ESSAIS : Semeur d'espoirs / Conscience & Environnement

Auteur : Rabhi
Editeurs : Actes Sud / Le Relié


Cela fait plus de quarante ans que Pierre Rabhi, agriculteur, philosophe, écrivain et conférencier français (d’origine algérienne*), travaille dans le "bio". Il est un des pionniers dans la lutte pour le maintien de ce type d’agriculture et le développement de pratiques agricoles accessibles à tous (notamment aux plus démunis). Depuis 1981, il transmet son savoir-faire dans les pays arides d'Afrique, en France et en Europe, cherchant à redonner leur autonomie alimentaire aux populations. Il est aujourd'hui reconnu expert international pour la sécurité alimentaire et a participé à l’élaboration de la Convention des Nations Unies pour la lutte contre la désertification. 

Devant la condition générale de l'Humanité et les dommages considérables infligés à la Nature, il est aujourd'hui et globalement difficile de se montrer positifs. Rabhi dresse lui-même quelques constats très lucides et peu reluisants, mais le livre Semeur d’espoirs (recueil d’entretiens avec Olivier Le Naire, chez Actes Sud, 2013) porte toutefois bien son titre. A la question si les grandes valeurs humanistes sont en péril, il répond :

"Elles restent sous-jacentes, toujours présentes dans les esprits et dans les coeurs humanistes, même s’il reste beaucoup de Terminators pour penser qu’en gagnant de l’argent ils vont dominer le monde, ce qui n’est d’ailleurs pas faux. Mais que domineront-ils demain ? Un champ de ruines ? Comme chacun d’entre nous, ils mourront. Ils entretiennent ces illusions de puissance pour conjurer leurs peurs. Même parmi eux existent des consciences généreuses qui ont le souci du monde et des autres, qui vivent une intense contradiction. Alors méfions-nous des jugements outranciers. Une espérance indestructible résonne dans tant de coeurs ! Sans cela, j’aurais démissionné depuis bien longtemps."

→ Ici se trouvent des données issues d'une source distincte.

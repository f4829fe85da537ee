use async_trait::async_trait;
use bytes::Bytes;
use serde::{Deserialize, Serialize};
use thiserror::Error;
use tokio::sync::mpsc;

use crate::core::llm::WordChunk;
use crate::core::queue::QueueReader;

#[derive(Debug, Clone, PartialEq, Eq, Error)]
pub enum TTSError {
    #[error("Configuration error: {0}")]
    InvalidConfiguration(String),
    #[error("Connection failed: {0}")]
    ConnectionFailed(String),
    #[error("Network error: {0}")]
    NetworkError(String),
    #[error("Provider error: {0}")]
    ProviderError(String),
}

pub type TTSResult<T> = Result<T, TTSError>;

/// How word chunks reach the synthesis service.
#[derive(Debug, Clone, Copy, Default, PartialEq, Eq, Serialize, Deserialize)]
#[serde(rename_all = "lowercase")]
pub enum SynthesisMode {
    /// One HTTP request per chunk.
    #[default]
    Request,
    /// One long-lived socket per call.
    Streaming,
}

impl SynthesisMode {
    pub fn from_str_or_default(s: &str) -> Self {
        match s.trim().to_lowercase().as_str() {
            "streaming" | "stream" | "websocket" | "ws" => Self::Streaming,
            "request" | "http" | "rest" => Self::Request,
            _ => Self::default(),
        }
    }

    pub fn as_str(&self) -> &'static str {
        match self {
            Self::Request => "request",
            Self::Streaming => "streaming",
        }
    }
}

/// Raw synthesized audio: 16-bit little-endian mono PCM.
#[derive(Debug, Clone, PartialEq, Eq)]
pub struct SynthesizedAudio {
    pub pcm: Bytes,
    pub sample_rate: u32,
}

/// Output of a synthesis backend.
#[derive(Debug, Clone, PartialEq, Eq)]
pub enum SynthesisEvent {
    Audio(SynthesizedAudio),
    /// One chunk could not be synthesized. Later chunks are still attempted.
    ChunkFailed { text: String, error: TTSError },
}

/// One-shot text to speech.
#[async_trait]
pub trait SpeechSynthesizer: Send + Sync {
    async fn synthesize(&self, text: &str) -> TTSResult<Bytes>;

    /// Sample rate of the PCM returned by [`synthesize`](Self::synthesize).
    fn sample_rate(&self) -> u32;
}

/// A synthesis strategy driving one call's chunk sequence to completion.
///
/// `run` pulls chunks in order until the queue is drained and closed, and
/// returns when there is no more audio to deliver or `events` is closed.
#[async_trait]
pub trait SynthesisBackend: Send {
    async fn run(
        self: Box<Self>,
        chunks: QueueReader<WordChunk>,
        events: mpsc::Sender<SynthesisEvent>,
    );

    fn mode(&self) -> &'static str;
}

pub type BoxedSynthesisBackend = Box<dyn SynthesisBackend>;
//! Per-call synthesis stream.
//!
//! Owns the word-chunk queue feeding a [`SynthesisBackend`] and the task
//! running it. Audio comes back on a separate channel, in the order of the
//! chunks that produced it.

use tokio::sync::mpsc;
use tokio::task::JoinHandle;
use tracing::{debug, info};

use super::base::{BoxedSynthesisBackend, SynthesisEvent};
use crate::core::llm::WordChunk;
use crate::core::queue::{self, QueueClosed, QueueWriter};

pub struct SynthesisStream {
    chunks: QueueWriter<WordChunk>,
    task: Option<JoinHandle<()>>,
    mode: &'static str,
}

impl SynthesisStream {
    /// Start `backend` behind a chunk queue of `capacity` entries.
    pub fn spawn(
        backend: BoxedSynthesisBackend,
        capacity: usize,
    ) -> (Self, mpsc::Receiver<SynthesisEvent>) {
        let (chunks, reader) = queue::bounded("word-chunks", capacity);
        let (events_tx, events_rx) = mpsc::channel(capacity);
        let mode = backend.mode();

        info!(mode, "Starting synthesis stream");
        let task = tokio::spawn(async move {
            backend.run(reader, events_tx).await;
            debug!(mode, "Synthesis backend finished");
        });

        (
            Self {
                chunks,
                task: Some(task),
                mode,
            },
            events_rx,
        )
    }

    /// A writer for the chunk queue. Pushes wait while the queue is full.
    pub fn writer(&self) -> QueueWriter<WordChunk> {
        self.chunks.clone()
    }

    pub async fn push(&self, chunk: WordChunk) -> Result<(), QueueClosed> {
        self.chunks.push(chunk).await
    }

    pub fn mode(&self) -> &'static str {
        self.mode
    }

    /// Abandon in-flight synthesis. Audio not yet delivered is dropped.
    pub async fn close(&mut self) {
        if let Some(task) = self.task.take() {
            task.abort();
            let _ = task.await;
            debug!(mode = self.mode, "Synthesis stream closed");
        }
    }
}

impl Drop for SynthesisStream {
    fn drop(&mut self) {
        if let Some(task) = self.task.take() {
            task.abort();
        }
    }
}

Dans ses ouvrages et ses conférences, Pierre Rabhi en appelle à une "insurrection des consciences", à sortir du mythe de la croissance indéfinie, pour fédérer ce que l'humanité a de meilleur. Dans le livre-CD Conscience et Environnement (nouvelle édition au Relié, 2014), il s’exprime ainsi :

"Finalement, je me suis rendu compte que l’objectif s’est déplacé. On peut manger bio tant qu’on voudra, recycler son eau, se chauffer solaire, et exploiter son prochain, cela n’est pas incompatible. Si les hommes ne changent pas, l’agriculture biologique ne changera pas grand chose.

Le problème n’est pas de changer notre organisation matérielle, nos structures ou nos outils. Ce qui sauvera l’humanité, c’est une conscience. Il faut que chaque être humain prenne conscience de ses responsabilités et assume sa citoyenneté. L’acte d’acheter, par exemple, est loin d’être anodin : il a plus de portée et d’influence qu’un bulletin de vote dans l’urne. Acheter en conscience aide à faire évoluer le système social dans un sens ou dans l’autre.

Je suis souvent frappé par la contradiction qu’il y a, chez bon nombre de personnes, entre le désir d’une société conviviale et humaine (avec ses paysans, ses artisans, ses petits commerçants) et leur soumission quotidienne aux monopoles qui nient et détruisent cette convivialité par leur totalitarisme marchand. Avec ces considérations sur la citoyenneté, je ne prône absolument pas le non-vote, mais tente de donner à celui-ci un prolongement dans les choix au quotidien, sans quoi il n’est qu’une délégation ambiguë et irresponsable."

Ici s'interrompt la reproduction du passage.